------ DATA EXCERPTS
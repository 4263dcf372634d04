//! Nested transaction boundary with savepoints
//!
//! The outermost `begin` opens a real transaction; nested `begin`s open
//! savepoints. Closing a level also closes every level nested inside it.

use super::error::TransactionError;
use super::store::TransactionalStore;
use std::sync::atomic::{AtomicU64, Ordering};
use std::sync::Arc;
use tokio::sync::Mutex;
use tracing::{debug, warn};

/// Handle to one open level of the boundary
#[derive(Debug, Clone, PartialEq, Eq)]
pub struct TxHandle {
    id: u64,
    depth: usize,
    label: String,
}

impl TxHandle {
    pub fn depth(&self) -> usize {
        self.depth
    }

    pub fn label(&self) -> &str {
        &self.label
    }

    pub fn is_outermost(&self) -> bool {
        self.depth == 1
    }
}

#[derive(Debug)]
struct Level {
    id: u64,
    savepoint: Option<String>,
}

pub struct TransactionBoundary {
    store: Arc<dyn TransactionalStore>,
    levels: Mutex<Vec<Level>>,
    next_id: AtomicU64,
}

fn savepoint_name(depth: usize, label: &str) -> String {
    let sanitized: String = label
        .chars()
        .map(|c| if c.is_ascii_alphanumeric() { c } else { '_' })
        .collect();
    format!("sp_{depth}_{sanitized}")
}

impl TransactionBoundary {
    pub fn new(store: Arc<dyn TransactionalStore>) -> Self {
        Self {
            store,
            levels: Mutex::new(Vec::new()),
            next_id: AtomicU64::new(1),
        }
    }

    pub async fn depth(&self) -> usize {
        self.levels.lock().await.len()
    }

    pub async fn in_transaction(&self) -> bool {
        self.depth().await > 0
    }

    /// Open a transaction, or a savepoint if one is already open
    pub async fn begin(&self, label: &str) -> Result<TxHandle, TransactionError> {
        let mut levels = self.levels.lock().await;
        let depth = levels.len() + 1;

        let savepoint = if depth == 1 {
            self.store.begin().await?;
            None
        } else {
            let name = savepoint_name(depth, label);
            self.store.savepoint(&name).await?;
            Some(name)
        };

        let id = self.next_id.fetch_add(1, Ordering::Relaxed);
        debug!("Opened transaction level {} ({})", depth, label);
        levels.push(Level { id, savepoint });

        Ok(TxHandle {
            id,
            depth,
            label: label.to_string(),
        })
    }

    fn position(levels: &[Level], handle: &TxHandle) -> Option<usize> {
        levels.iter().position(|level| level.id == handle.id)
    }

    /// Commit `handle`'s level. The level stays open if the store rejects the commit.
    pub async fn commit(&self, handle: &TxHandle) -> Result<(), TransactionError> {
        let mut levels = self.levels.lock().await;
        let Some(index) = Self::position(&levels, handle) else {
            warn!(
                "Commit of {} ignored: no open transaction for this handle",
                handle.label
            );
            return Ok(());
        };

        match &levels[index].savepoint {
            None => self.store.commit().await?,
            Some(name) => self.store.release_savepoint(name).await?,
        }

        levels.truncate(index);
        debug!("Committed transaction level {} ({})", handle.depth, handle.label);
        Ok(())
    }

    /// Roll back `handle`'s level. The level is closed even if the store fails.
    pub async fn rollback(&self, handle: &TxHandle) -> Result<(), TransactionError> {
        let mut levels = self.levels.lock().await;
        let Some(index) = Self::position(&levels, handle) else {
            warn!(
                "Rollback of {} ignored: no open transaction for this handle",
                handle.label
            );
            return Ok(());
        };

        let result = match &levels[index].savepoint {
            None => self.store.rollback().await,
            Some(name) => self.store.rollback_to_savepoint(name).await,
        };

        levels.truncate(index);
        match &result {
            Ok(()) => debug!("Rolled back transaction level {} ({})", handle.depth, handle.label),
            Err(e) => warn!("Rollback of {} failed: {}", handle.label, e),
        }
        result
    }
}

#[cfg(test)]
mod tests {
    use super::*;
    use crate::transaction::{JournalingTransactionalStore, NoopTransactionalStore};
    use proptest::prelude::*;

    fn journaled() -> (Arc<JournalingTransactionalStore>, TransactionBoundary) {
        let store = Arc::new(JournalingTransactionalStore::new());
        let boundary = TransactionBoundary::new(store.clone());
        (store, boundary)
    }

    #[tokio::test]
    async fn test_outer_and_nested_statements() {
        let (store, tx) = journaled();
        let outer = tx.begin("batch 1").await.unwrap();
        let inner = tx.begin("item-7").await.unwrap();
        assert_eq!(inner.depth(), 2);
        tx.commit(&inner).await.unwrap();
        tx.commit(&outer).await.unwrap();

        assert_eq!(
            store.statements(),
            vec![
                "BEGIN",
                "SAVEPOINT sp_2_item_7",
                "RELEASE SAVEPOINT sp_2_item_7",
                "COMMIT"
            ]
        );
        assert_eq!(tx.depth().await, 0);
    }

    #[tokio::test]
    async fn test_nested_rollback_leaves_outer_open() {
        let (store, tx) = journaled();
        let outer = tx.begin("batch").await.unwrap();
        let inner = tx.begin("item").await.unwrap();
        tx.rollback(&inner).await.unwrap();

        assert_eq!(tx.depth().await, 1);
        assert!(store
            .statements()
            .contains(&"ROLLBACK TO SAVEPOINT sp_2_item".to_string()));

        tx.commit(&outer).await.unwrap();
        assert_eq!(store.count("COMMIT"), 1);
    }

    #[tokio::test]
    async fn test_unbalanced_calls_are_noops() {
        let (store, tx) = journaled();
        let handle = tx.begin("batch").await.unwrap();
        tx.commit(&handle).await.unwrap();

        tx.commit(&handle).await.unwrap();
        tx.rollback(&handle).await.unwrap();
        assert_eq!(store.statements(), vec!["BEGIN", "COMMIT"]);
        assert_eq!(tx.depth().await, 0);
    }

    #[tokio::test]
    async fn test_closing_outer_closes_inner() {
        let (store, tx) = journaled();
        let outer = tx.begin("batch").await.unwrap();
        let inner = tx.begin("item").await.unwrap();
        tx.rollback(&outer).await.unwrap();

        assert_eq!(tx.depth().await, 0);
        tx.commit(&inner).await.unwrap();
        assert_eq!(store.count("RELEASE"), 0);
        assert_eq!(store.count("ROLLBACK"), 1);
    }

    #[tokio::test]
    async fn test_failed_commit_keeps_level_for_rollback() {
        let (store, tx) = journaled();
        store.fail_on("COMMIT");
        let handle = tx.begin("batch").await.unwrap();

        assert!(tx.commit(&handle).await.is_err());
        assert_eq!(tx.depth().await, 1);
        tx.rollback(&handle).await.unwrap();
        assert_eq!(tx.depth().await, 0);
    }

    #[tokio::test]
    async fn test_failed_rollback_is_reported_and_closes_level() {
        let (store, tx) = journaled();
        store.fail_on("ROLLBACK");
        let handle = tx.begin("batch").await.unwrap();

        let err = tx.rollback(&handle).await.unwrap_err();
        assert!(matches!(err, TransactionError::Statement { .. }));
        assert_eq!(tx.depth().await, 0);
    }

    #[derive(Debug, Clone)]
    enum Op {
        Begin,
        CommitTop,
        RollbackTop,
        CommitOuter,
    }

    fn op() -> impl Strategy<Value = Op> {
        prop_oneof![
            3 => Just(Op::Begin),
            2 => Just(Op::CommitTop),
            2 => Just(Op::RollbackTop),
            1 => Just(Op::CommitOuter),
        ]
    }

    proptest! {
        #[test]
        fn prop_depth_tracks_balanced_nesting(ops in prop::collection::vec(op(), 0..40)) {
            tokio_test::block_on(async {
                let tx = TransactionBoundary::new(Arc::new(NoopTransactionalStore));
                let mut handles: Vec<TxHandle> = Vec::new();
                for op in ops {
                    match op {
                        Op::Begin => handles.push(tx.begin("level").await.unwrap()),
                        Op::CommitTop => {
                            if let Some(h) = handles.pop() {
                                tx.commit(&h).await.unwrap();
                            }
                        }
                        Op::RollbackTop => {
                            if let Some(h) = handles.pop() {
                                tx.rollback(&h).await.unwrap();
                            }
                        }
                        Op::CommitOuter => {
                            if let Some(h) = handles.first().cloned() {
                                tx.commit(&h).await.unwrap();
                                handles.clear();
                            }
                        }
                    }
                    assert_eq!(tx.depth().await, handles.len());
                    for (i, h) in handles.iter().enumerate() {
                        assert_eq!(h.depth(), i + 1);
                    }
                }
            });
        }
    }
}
------------
THE TASK: Go to the line with "pub fn new(store: Arc<dyn" in the entries above and repeat every line from there through the line with "let savepoint = if", exactly and with no other text.

ANSWER TO THE PROBLEM:
    pub fn new(store: Arc<dyn TransactionalStore>) -> Self {
        Self {
            store,
            levels: Mutex::new(Vec::new()),
            next_id: AtomicU64::new(1),
        }
    }

    pub async fn depth(&self) -> usize {
        self.levels.lock().await.len()
    }

    pub async fn in_transaction(&self) -> bool {
        self.depth().await > 0
    }

    /// Open a transaction, or a savepoint if one is already open
    pub async fn begin(&self, label: &str) -> Result<TxHandle, TransactionError> {
        let mut levels = self.levels.lock().await;
        let depth = levels.len() + 1;

        let savepoint = if depth == 1 {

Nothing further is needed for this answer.